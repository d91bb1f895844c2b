//! The PDF summary attached to tracker tasks and served by the export route.

mod fonts;
mod layout;
mod pdf;

use std::io::Write;

use chrono::{DateTime, Utc};

use crate::submission::Submission;

pub use fonts::Font;
pub use layout::{layout, Layout, Page, TextRun, CONTENT_WIDTH, MARGIN, PAGE_HEIGHT, PAGE_WIDTH};

pub const PDF_CONTENT_TYPE: &str = "application/pdf";

#[derive(Debug, thiserror::Error)]
pub enum RenderError {
    #[error("failed to assemble pdf: {0}")]
    Pdf(#[from] lopdf::Error),
    #[error("failed to write pdf: {0}")]
    Io(#[from] std::io::Error),
}

/// Renders the summary into `sink`, writing as the document is serialized.
///
/// The sink is flushed on success and dropped on failure, so a streaming
/// consumer always sees the end of the output.
pub fn render<W: Write>(
    submission: &Submission,
    rendered_at: DateTime<Utc>,
    mut sink: W,
) -> Result<(), RenderError> {
    let layout = layout(submission, rendered_at);
    pdf::write_pdf(&layout, &mut sink)
}

/// Renders the summary into memory, for uploads that need the whole body.
pub fn render_to_vec(
    submission: &Submission,
    rendered_at: DateTime<Utc>,
) -> Result<Vec<u8>, RenderError> {
    let mut bytes = Vec::new();
    render(submission, rendered_at, &mut bytes)?;
    Ok(bytes)
}
use std::ops::RangeInclusive;
use std::sync::OnceLock;

use regex::Regex;
use serde::Serialize;

use crate::config::{LabelId, LabelTable};
use crate::submission::sanitize::escape_tracker_text;
use crate::submission::{FieldKey, Submission};

const EMAIL_CHARS: RangeInclusive<usize> = 6..=100;
const PHONE_CHARS: RangeInclusive<usize> = 8..=20;
const WEBSITE_CHARS: RangeInclusive<usize> = 6..=100;
const INTERESTED_NOTE: &str = "Ist bereits Interessent*In";

fn package_pattern() -> &'static Regex {
    static PACKAGE: OnceLock<Regex> = OnceLock::new();
    PACKAGE.get_or_init(|| Regex::new(r"(?i)Paket ([1-4])").expect("package pattern compiles"))
}

fn interest_pattern() -> &'static Regex {
    static INTEREST: OnceLock<Regex> = OnceLock::new();
    INTEREST.get_or_init(|| Regex::new(r"(?i)ja|yes").expect("interest pattern compiles"))
}

/// Everything needed to create the tracker task for one submission.
#[derive(Debug, Clone, PartialEq, Eq, Serialize)]
pub struct TaskDraft {
    pub name: String,
    pub notes: String,
    #[serde(rename = "label_ids")]
    pub labels: Vec<LabelId>,
}

impl TaskDraft {
    pub fn from_submission(submission: &Submission, labels: &LabelTable) -> Self {
        let interested = is_already_interested(submission.value(FieldKey::AlreadyInterested));

        let mut notes = vec![
            gated_line("E-Mail", submission.value(FieldKey::Email), EMAIL_CHARS),
            gated_line("Telefon", submission.value(FieldKey::Phone), PHONE_CHARS),
            gated_line("Website", submission.value(FieldKey::Website), WEBSITE_CHARS),
        ];

        let mut label_ids = vec![labels.from_website];
        if interested {
            notes.push(INTERESTED_NOTE.to_string());
            label_ids.push(labels.interested);
        }
        label_ids.push(package_label(submission.value(FieldKey::Package), labels));

        Self {
            name: escape_tracker_text(submission.value(FieldKey::Name)),
            notes: notes.join("\n"),
            labels: label_ids,
        }
    }
}

fn gated_line(label: &str, raw: &str, accepted: RangeInclusive<usize>) -> String {
    let value = escape_tracker_text(raw);
    if accepted.contains(&value.chars().count()) {
        format!("{label}: {value}")
    } else {
        format!("{label}: -")
    }
}

pub fn is_already_interested(value: &str) -> bool {
    interest_pattern().is_match(value)
}

/// The first `Paket <1-4>` mention picks the tier; anything else gets the
/// default package label.
pub fn package_label(value: &str, labels: &LabelTable) -> LabelId {
    package_pattern()
        .captures(value)
        .and_then(|captures| captures.get(1))
        .and_then(|digit| digit.as_str().parse::<u8>().ok())
        .map(|tier| labels.package(tier))
        .unwrap_or(labels.package_default)
}

#[cfg(test)]
mod tests {
    use super::*;
    use crate::submission::FieldRecord;

    fn labels() -> LabelTable {
        LabelTable {
            interested: LabelId(11),
            from_website: LabelId(12),
            packages: [LabelId(21), LabelId(22), LabelId(23), LabelId(24)],
            package_default: LabelId(20),
        }
    }

    fn submission(values: &[(FieldKey, &str)]) -> Submission {
        values
            .iter()
            .fold(Submission::default(), |submission, (key, value)| {
                submission.with_field(
                    *key,
                    FieldRecord {
                        value: value.to_string(),
                        ..FieldRecord::default()
                    },
                )
            })
    }

    fn note_line<'a>(draft: &'a TaskDraft, prefix: &str) -> &'a str {
        draft
            .notes
            .lines()
            .find(|line| line.starts_with(prefix))
            .expect("note line present")
    }

    #[test]
    fn package_mentions_select_their_tier() {
        let labels = labels();
        assert_eq!(package_label("Paket 3", &labels), LabelId(23));
        assert_eq!(package_label("paket 3 (Atelier)", &labels), LabelId(23));
        assert_eq!(package_label("PAKET 1", &labels), LabelId(21));
        assert_eq!(package_label("Ich nehme Paket 4", &labels), LabelId(24));
    }

    #[test]
    fn unknown_packages_fall_back_to_default() {
        let labels = labels();
        assert_eq!(package_label("Paket 9", &labels), LabelId(20));
        assert_eq!(package_label("Paket 0", &labels), LabelId(20));
        assert_eq!(package_label("Paket3", &labels), LabelId(20));
        assert_eq!(package_label("", &labels), LabelId(20));
    }

    #[test]
    fn first_package_mention_wins() {
        assert_eq!(package_label("Paket 2 oder Paket 4", &labels()), LabelId(22));
    }

    #[test]
    fn exactly_one_package_label_is_selected() {
        let labels = labels();
        for value in ["Paket 1", "Paket 9", "keine Angabe", "Paket 2, Paket 3"] {
            let draft =
                TaskDraft::from_submission(&submission(&[(FieldKey::Package, value)]), &labels);
            let package_labels = draft
                .labels
                .iter()
                .filter(|id| labels.packages.contains(*id) || **id == labels.package_default)
                .count();
            assert_eq!(package_labels, 1, "{value}");
        }
    }

    #[test]
    fn interested_applicants_get_note_and_label() {
        let labels = labels();
        let yes = TaskDraft::from_submission(
            &submission(&[(FieldKey::AlreadyInterested, "Ja")]),
            &labels,
        );
        assert!(yes.notes.lines().any(|line| line == INTERESTED_NOTE));
        assert!(yes.labels.contains(&LabelId(11)));

        let no = TaskDraft::from_submission(
            &submission(&[(FieldKey::AlreadyInterested, "Nein")]),
            &labels,
        );
        assert!(!no.notes.contains(INTERESTED_NOTE));
        assert!(!no.labels.contains(&LabelId(11)));
    }

    #[test]
    fn from_website_label_is_always_present() {
        let draft = TaskDraft::from_submission(&Submission::default(), &labels());
        assert_eq!(draft.labels, vec![LabelId(12), LabelId(20)]);
        assert_eq!(draft.notes, "E-Mail: -\nTelefon: -\nWebsite: -");
        assert_eq!(draft.name, "");
    }

    #[test]
    fn email_is_gated_by_length() {
        let labels = labels();
        let draft = |email: &str| {
            TaskDraft::from_submission(&submission(&[(FieldKey::Email, email)]), &labels)
        };

        assert_eq!(note_line(&draft("a@b.c"), "E-Mail"), "E-Mail: -");
        assert_eq!(note_line(&draft("a@b.at"), "E-Mail"), "E-Mail: a@b.at");
        let long = format!("{}@example.org", "x".repeat(89));
        assert_eq!(long.chars().count(), 101);
        assert_eq!(note_line(&draft(&long), "E-Mail"), "E-Mail: -");
    }

    #[test]
    fn phone_and_website_are_gated_by_length() {
        let draft = TaskDraft::from_submission(
            &submission(&[
                (FieldKey::Phone, "0660 12"),
                (FieldKey::Website, "https://werkstatt.example"),
            ]),
            &labels(),
        );
        assert_eq!(note_line(&draft, "Telefon"), "Telefon: -");
        assert_eq!(note_line(&draft, "Website"), "Website: https://werkstatt.example");

        let draft = TaskDraft::from_submission(
            &submission(&[(FieldKey::Phone, "+43 660 1234567")]),
            &labels(),
        );
        assert_eq!(note_line(&draft, "Telefon"), "Telefon: +43 660 1234567");
    }

    #[test]
    fn task_text_is_defanged_and_flattened() {
        let draft = TaskDraft::from_submission(
            &submission(&[
                (FieldKey::Name, "**Erika**\n- Muster"),
                (FieldKey::Email, " erika_m@example.org "),
            ]),
            &labels(),
        );
        assert_eq!(draft.name, "Erika Muster");
        assert_eq!(note_line(&draft, "E-Mail"), "E-Mail: erika m@example.org");
    }

    #[test]
    fn serializes_label_ids_for_the_api() {
        let draft = TaskDraft::from_submission(&Submission::default(), &labels());
        let json = serde_json::to_value(&draft).expect("serializes");
        assert_eq!(json["label_ids"], serde_json::json!([12, 20]));
    }
}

· · · ·

Every line above that holds the string "layout" should be copied out.

**Result of the exercise**
mod layout;
pub use layout::{layout, Layout, Page, TextRun, CONTENT_WIDTH, MARGIN, PAGE_HEIGHT, PAGE_WIDTH};
    let layout = layout(submission, rendered_at);
    pdf::write_pdf(&layout, &mut sink)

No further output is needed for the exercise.